Survival International accuses the government of wanting the land for a diamond mind and vacation resorts. The government says it can only provide health and education services outside the game reserve.

Fiona Watson is the campaign’s coordinator for Survival International. From London, she spoke to VOA English to Africa Service reporter Joe De Capua.

“This campaign is focusing on the question of water. This is a very, very fundamental question. And the government of Botswana has continued to refuse to let the Bushmen open up the borehole, which they used before they were evicted. This borehole is right in the center of the Central Kalahari Game Reserve and it is used by all the Bushmen communities, or at least was used. Obviously without water, which is a very basic fundamental human right, they cannot survive in that very arid area,” she says.

The borehole is located in a community called Mothomelo. “The government is saying that it’s not obliged to provide services to the Bushmen inside the reserve. And the Bushmen’s response to that is that doesn’t matter. We will do it ourselves, but what we won’t be able to do is to open up this borehole.
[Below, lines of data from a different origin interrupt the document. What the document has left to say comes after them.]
//! Shift schedule resolution and punch classification.
//!
//! This crate resolves, for any employee and date range, the work schedule
//! in effect on each day (cyclic shifts, date-specific and recurring
//! exceptions, overnight intervals) and classifies punches against it to
//! produce punctuality states and per-employee attendance summaries.

#![warn(missing_docs)]

pub mod calculation;
pub mod config;
pub mod error;
pub mod models;
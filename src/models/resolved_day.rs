//! Resolved schedule days.
//!
//! A [`ResolvedDay`] is the concrete schedule for one employee on one date:
//! which interval applies, where it came from, and the absolute timestamps
//! punches are measured against.

use chrono::{NaiveDate, NaiveDateTime};
use serde::{Deserialize, Serialize};

use super::{ExceptionPriority, TimeInterval};

/// How a day's schedule was determined.
#[derive(Debug, Clone, Copy, PartialEq, Eq, Hash, Serialize, Deserialize)]
#[serde(rename_all = "snake_case")]
pub enum DayStatus {
    /// An interval applies, from the cycle or an exception.
    Scheduled,
    /// A rest day (weekend or day off not worked).
    Rest,
    /// No interval, no exception and no rest flag: a gap in the data.
    Unresolved,
}

/// The exception that replaced the cyclic interval.
#[derive(Debug, Clone, PartialEq, Eq, Serialize, Deserialize)]
pub struct AppliedException {
    /// The exception's ID.
    pub exception_id: String,
    /// Whether it matched by exact date or by weekday.
    pub priority: ExceptionPriority,
}

/// Absolute punch-window boundaries for one scheduled day.
#[derive(Debug, Clone, Copy, PartialEq, Eq, Serialize, Deserialize)]
pub struct PunchWindows {
    /// Earliest accepted entry punch.
    pub entry_from: NaiveDateTime,
    /// Latest accepted entry punch.
    pub entry_to: NaiveDateTime,
    /// Earliest accepted exit punch.
    pub exit_from: NaiveDateTime,
    /// Latest accepted exit punch.
    pub exit_to: NaiveDateTime,
}

impl PunchWindows {
    /// Returns true if `t` lies in the entry window (inclusive).
    pub fn in_entry(&self, t: NaiveDateTime) -> bool {
        t >= self.entry_from && t <= self.entry_to
    }

    /// Returns true if `t` lies in the exit window (inclusive).
    pub fn in_exit(&self, t: NaiveDateTime) -> bool {
        t >= self.exit_from && t <= self.exit_to
    }

    /// Returns true if `t` lies anywhere between the start of the entry
    /// window and the end of the exit window.
    pub fn in_span(&self, t: NaiveDateTime) -> bool {
        t >= self.entry_from && t <= self.exit_to
    }
}

/// Expected timestamps for a scheduled day.
#[derive(Debug, Clone, Copy, PartialEq, Eq, Serialize, Deserialize)]
pub struct ExpectedTimes {
    /// Expected entry: the date plus the interval's entry time.
    pub entry: NaiveDateTime,
    /// Expected exit: entry plus duration, possibly on the next date.
    pub exit: NaiveDateTime,
    /// Punch windows around entry and exit.
    pub windows: PunchWindows,
}

/// The schedule in effect for one employee on one date.
#[derive(Debug, Clone, PartialEq, Eq, Serialize, Deserialize)]
pub struct ResolvedDay {
    /// The employee.
    pub employee_id: String,
    /// The assignment the day was resolved from.
    pub assignment_id: String,
    /// The assignment's shift.
    pub shift_id: String,
    /// The calendar date.
    pub date: NaiveDate,
    /// Position within the shift cycle.
    pub day_index: u32,
    /// How the schedule was determined.
    pub status: DayStatus,
    /// The interval in effect; `None` on rest and unresolved days.
    pub interval: Option<TimeInterval>,
    /// True if an exception replaced the cyclic interval.
    pub is_exception: bool,
    /// The exception applied, when `is_exception` is true.
    pub exception: Option<AppliedException>,
    /// Expected timestamps; `None` when no interval applies.
    pub expected: Option<ExpectedTimes>,
}

impl ResolvedDay {
    /// Returns true for a rest day.
    pub fn is_rest(&self) -> bool {
        self.status == DayStatus::Rest
    }

    /// Returns true for a day with a gap in the schedule data.
    pub fn is_unresolved(&self) -> bool {
        self.status == DayStatus::Unresolved
    }

    /// Punch windows, when the day is scheduled.
    pub fn windows(&self) -> Option<&PunchWindows> {
        self.expected.as_ref().map(|e| &e.windows)
    }
}
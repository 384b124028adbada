//! Non-fatal warnings attached to results.

use chrono::NaiveDate;
use serde::{Deserialize, Serialize};

/// The kind of condition a warning reports.
#[derive(Debug, Clone, Copy, PartialEq, Eq, Hash, Serialize, Deserialize)]
#[serde(rename_all = "SCREAMING_SNAKE_CASE")]
pub enum WarningCode {
    /// Several exceptions of the same priority matched one date; the most
    /// recently created one was applied.
    ConflictingExceptions,
    /// A date had no interval, exception or rest flag.
    UnresolvedDay,
    /// More than one entry-type record exists for one date, so the day may
    /// be a split shift the summary does not model.
    MultipleEntryRecords,
}

/// A condition that did not stop the computation but that callers should
/// surface.
#[derive(Debug, Clone, PartialEq, Eq, Serialize, Deserialize)]
pub struct ResolutionWarning {
    /// What kind of condition was found.
    pub code: WarningCode,
    /// The employee concerned.
    pub employee_id: String,
    /// The date concerned.
    pub date: NaiveDate,
    /// A human-readable description.
    pub message: String,
    /// IDs of the records involved (exceptions, rows, ...).
    #[serde(default, skip_serializing_if = "Vec::is_empty")]
    pub related_ids: Vec<String>,
}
It’s our water. It’s our land. We have the right to do that.”

The borehole opening has been cemented over since the 2002 evictions, and Survival International accuses the government of trying to make life difficult for the Bushmen so those who returned to the reserve will leave. The government denies it is trying to harm them.

“Survival has always maintained that the real reason the government evicted the Bushmen was not to provide them with better services, because clearly that’s not the case. In the relocation camps, where most of the Bushmen are now languishing, conditions are terrible. They’re suffering from HIV/AIDS, which they never knew before. Rates of alcoholism are shooting up. People are bored. People are depressed…. Survival has always said the real reason has to do with diamonds. The area is very rich in diamonds. And in fact, recently, DeBeers sold its concession there to GemDiamonds, who are now going ahead with a $2.2 billion mine in the area; and they didn’t want the Bushmen to be on the land, didn’t want them to contest the mine or claim royalties,” she says.

Watson also says, “The government is now offering up for tender concessions for tourist companies to open up luxury lodges in the Central Kalahari Game Reserve. So you can imagine the impact of having tourists there. You will need huge amounts of water, far more water than the Bushmen ever need.”

Watson says the new Botswanan president has a “chance to change things… Surely the Botswanan government, the new government, one would hope would look to the future and simply say, ok, we lost in the court, we’ll just let them go back and live how they wish and uphold both the country’s own constitution and international law.”

Ian Khama was inaugurated president Tuesday in a country reports say is the world’s biggest producer of diamonds.